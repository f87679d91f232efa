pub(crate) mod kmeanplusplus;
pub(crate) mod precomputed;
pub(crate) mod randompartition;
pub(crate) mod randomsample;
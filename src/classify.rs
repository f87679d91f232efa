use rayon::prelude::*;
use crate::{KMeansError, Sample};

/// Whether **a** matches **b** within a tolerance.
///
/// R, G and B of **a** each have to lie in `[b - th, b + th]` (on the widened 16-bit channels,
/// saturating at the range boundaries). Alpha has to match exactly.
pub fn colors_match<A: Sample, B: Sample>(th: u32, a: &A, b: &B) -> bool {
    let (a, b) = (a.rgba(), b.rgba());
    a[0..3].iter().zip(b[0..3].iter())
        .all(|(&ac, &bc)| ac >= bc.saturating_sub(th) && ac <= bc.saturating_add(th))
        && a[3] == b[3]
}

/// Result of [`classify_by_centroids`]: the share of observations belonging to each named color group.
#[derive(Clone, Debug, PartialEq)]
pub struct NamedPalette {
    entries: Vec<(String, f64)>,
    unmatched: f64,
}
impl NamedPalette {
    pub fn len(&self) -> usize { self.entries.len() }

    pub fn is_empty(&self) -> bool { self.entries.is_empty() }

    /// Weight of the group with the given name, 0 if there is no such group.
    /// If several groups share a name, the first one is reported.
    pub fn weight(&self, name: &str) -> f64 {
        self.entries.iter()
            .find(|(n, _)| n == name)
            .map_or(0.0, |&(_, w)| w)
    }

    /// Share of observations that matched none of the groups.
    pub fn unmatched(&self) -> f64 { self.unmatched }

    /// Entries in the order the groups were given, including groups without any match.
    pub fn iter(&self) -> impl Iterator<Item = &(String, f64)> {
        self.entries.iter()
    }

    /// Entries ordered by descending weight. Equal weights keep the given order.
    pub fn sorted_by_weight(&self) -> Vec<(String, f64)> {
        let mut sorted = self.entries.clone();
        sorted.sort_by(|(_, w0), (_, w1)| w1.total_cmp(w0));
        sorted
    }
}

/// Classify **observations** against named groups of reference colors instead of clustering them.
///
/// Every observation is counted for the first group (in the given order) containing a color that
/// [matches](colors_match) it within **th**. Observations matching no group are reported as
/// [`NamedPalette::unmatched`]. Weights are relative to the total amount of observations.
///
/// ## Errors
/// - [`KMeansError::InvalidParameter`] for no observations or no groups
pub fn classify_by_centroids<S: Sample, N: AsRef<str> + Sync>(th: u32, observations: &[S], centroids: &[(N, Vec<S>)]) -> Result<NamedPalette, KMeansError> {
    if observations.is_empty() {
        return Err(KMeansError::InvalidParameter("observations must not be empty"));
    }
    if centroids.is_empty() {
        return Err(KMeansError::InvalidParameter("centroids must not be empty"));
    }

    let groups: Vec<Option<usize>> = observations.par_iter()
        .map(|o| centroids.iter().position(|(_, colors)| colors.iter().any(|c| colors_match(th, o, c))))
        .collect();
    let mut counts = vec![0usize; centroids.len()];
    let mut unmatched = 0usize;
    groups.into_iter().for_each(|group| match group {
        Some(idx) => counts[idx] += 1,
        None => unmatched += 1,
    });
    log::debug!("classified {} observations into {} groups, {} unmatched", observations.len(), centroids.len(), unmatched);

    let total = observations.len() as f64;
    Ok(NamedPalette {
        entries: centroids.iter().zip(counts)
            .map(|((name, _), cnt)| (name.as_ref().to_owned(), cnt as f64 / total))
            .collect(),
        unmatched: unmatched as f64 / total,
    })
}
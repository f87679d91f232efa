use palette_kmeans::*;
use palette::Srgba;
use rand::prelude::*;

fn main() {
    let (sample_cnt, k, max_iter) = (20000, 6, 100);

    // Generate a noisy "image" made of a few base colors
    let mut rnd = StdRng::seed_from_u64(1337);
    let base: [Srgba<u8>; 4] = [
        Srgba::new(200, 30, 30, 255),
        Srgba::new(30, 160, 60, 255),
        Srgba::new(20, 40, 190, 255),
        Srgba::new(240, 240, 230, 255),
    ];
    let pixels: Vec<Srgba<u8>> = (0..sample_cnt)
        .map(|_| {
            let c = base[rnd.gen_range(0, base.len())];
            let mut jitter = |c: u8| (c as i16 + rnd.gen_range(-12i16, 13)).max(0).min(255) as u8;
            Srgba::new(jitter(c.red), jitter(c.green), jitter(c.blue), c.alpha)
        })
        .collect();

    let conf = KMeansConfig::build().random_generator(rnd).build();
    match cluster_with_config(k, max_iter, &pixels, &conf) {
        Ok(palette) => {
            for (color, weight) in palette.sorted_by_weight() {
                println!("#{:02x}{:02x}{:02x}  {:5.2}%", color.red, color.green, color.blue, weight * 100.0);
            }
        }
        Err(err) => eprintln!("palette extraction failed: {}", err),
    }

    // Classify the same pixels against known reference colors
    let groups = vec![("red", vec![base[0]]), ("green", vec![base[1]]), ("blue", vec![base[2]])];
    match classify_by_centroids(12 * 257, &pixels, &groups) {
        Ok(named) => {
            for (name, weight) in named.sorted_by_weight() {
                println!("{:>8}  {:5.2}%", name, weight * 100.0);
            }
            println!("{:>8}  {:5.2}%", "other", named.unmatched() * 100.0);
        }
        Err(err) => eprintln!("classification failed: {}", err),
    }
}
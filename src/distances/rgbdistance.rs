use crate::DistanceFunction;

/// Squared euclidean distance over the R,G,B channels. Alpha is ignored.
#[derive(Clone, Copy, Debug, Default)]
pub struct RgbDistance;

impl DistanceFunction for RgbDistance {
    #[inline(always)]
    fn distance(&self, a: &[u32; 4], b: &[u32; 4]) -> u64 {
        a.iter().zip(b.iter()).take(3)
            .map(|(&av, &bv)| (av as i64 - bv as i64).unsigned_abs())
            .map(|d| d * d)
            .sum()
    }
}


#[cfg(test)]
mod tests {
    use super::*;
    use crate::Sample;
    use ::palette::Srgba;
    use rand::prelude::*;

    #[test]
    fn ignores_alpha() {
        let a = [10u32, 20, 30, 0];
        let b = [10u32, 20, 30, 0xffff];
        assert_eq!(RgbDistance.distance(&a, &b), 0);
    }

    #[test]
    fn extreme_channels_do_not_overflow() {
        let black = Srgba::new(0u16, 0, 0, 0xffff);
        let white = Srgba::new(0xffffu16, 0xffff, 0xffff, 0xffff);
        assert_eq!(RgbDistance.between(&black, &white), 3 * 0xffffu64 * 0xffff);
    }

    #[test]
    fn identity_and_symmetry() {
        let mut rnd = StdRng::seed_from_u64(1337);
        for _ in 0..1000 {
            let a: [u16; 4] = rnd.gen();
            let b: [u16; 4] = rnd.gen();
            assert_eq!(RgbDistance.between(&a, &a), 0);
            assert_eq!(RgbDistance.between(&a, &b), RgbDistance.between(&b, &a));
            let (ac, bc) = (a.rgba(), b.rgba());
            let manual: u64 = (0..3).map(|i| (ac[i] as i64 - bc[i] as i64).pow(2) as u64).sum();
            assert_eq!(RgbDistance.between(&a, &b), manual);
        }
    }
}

┄┄┄┄┄┄

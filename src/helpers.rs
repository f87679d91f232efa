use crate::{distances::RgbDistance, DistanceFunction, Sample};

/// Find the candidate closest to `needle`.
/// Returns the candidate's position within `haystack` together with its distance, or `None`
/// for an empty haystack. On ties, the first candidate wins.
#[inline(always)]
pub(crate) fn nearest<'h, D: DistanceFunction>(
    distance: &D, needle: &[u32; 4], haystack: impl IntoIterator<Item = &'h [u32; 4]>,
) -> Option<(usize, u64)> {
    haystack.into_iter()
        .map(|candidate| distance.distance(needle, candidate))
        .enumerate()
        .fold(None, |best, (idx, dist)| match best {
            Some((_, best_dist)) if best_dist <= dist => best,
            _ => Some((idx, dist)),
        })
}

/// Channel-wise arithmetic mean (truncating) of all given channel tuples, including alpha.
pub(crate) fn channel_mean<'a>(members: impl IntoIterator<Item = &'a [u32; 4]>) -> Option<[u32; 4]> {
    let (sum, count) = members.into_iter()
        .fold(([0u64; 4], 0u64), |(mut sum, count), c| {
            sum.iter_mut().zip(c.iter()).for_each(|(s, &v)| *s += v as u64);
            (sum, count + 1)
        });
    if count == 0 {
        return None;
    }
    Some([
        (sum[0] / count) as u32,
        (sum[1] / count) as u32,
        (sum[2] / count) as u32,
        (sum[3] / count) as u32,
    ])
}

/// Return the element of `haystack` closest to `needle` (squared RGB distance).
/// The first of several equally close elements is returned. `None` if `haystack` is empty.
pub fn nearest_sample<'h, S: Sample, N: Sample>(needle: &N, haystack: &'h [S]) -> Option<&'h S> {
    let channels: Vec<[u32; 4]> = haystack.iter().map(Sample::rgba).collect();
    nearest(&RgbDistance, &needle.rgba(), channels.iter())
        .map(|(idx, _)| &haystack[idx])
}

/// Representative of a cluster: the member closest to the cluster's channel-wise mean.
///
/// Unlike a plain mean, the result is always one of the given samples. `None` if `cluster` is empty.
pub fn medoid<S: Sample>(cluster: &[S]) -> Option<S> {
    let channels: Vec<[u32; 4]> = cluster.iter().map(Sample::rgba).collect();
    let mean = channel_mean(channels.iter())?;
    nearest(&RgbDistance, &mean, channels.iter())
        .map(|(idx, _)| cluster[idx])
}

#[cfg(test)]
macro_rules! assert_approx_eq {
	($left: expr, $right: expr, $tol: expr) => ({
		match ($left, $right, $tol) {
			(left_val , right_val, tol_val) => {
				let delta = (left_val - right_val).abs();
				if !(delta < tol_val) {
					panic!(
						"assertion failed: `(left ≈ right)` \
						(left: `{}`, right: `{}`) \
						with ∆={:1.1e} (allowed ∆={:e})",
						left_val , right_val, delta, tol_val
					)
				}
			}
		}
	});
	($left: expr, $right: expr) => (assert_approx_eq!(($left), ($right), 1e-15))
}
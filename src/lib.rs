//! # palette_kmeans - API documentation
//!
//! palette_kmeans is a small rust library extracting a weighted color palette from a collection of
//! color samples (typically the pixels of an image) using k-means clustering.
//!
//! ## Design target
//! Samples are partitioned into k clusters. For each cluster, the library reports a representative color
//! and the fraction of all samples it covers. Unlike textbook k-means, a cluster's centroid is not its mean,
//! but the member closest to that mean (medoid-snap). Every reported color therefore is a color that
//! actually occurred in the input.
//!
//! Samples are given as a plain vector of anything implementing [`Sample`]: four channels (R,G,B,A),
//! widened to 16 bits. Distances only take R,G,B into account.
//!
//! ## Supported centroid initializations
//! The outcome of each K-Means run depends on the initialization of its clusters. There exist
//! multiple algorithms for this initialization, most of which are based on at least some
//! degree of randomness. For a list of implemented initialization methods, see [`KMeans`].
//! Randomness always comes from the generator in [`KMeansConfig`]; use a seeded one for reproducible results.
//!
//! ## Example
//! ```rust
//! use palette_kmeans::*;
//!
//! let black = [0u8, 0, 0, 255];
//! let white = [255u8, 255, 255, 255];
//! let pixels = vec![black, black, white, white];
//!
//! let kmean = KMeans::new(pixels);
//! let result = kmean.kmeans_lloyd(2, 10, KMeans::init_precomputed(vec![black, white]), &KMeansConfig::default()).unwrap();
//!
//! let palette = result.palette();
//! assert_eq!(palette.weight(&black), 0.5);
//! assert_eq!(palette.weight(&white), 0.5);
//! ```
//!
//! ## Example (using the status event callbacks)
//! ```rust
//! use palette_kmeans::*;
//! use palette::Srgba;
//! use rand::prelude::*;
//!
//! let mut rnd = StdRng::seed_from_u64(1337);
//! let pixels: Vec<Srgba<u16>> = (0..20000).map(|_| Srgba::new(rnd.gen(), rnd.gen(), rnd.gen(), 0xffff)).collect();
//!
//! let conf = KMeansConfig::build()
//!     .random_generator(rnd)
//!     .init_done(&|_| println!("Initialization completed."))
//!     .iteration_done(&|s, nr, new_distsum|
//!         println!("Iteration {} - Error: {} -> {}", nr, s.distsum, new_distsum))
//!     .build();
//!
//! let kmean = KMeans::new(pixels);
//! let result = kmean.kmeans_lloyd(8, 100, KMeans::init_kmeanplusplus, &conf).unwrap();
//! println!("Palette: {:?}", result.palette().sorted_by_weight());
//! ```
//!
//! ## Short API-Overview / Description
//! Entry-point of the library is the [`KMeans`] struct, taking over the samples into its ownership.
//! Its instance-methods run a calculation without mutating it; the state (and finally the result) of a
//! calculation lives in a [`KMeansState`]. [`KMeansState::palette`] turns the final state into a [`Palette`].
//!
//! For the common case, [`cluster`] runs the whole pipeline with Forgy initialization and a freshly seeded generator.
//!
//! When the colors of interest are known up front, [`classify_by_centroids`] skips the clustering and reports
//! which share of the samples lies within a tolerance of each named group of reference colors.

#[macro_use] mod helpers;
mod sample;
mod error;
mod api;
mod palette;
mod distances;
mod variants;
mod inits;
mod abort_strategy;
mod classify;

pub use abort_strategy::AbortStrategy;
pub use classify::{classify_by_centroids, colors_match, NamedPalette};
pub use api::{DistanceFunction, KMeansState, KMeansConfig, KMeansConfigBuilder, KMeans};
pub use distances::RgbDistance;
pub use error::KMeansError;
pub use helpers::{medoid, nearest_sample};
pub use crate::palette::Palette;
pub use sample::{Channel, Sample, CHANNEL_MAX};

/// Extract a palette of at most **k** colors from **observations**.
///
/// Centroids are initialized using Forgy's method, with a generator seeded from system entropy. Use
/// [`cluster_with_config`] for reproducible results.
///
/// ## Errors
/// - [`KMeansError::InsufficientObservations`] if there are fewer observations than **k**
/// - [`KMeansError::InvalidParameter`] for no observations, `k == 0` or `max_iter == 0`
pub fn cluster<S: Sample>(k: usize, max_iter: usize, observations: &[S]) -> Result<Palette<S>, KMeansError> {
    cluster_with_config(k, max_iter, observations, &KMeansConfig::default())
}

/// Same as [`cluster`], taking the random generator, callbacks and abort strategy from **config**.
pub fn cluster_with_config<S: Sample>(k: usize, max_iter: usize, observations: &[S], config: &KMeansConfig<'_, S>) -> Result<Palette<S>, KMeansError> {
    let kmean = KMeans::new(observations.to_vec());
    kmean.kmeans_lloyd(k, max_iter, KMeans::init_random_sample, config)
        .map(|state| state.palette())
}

┄┄┄┄┄┄

» **Assignment**
Nothing should appear in the answer except the lines above from the line with "are reported as" through the line with "f64 / total))", both included, written out exactly.

» **Answer below**
/// [matches](colors_match) it within **th**. Observations matching no group are reported as
/// [`NamedPalette::unmatched`]. Weights are relative to the total amount of observations.
///
/// ## Errors
/// - [`KMeansError::InvalidParameter`] for no observations or no groups
pub fn classify_by_centroids<S: Sample, N: AsRef<str> + Sync>(th: u32, observations: &[S], centroids: &[(N, Vec<S>)]) -> Result<NamedPalette, KMeansError> {
    if observations.is_empty() {
        return Err(KMeansError::InvalidParameter("observations must not be empty"));
    }
    if centroids.is_empty() {
        return Err(KMeansError::InvalidParameter("centroids must not be empty"));
    }

    let groups: Vec<Option<usize>> = observations.par_iter()
        .map(|o| centroids.iter().position(|(_, colors)| colors.iter().any(|c| colors_match(th, o, c))))
        .collect();
    let mut counts = vec![0usize; centroids.len()];
    let mut unmatched = 0usize;
    groups.into_iter().for_each(|group| match group {
        Some(idx) => counts[idx] += 1,
        None => unmatched += 1,
    });
    log::debug!("classified {} observations into {} groups, {} unmatched", observations.len(), centroids.len(), unmatched);

    let total = observations.len() as f64;
    Ok(NamedPalette {
        entries: centroids.iter().zip(counts)
            .map(|((name, _), cnt)| (name.as_ref().to_owned(), cnt as f64 / total))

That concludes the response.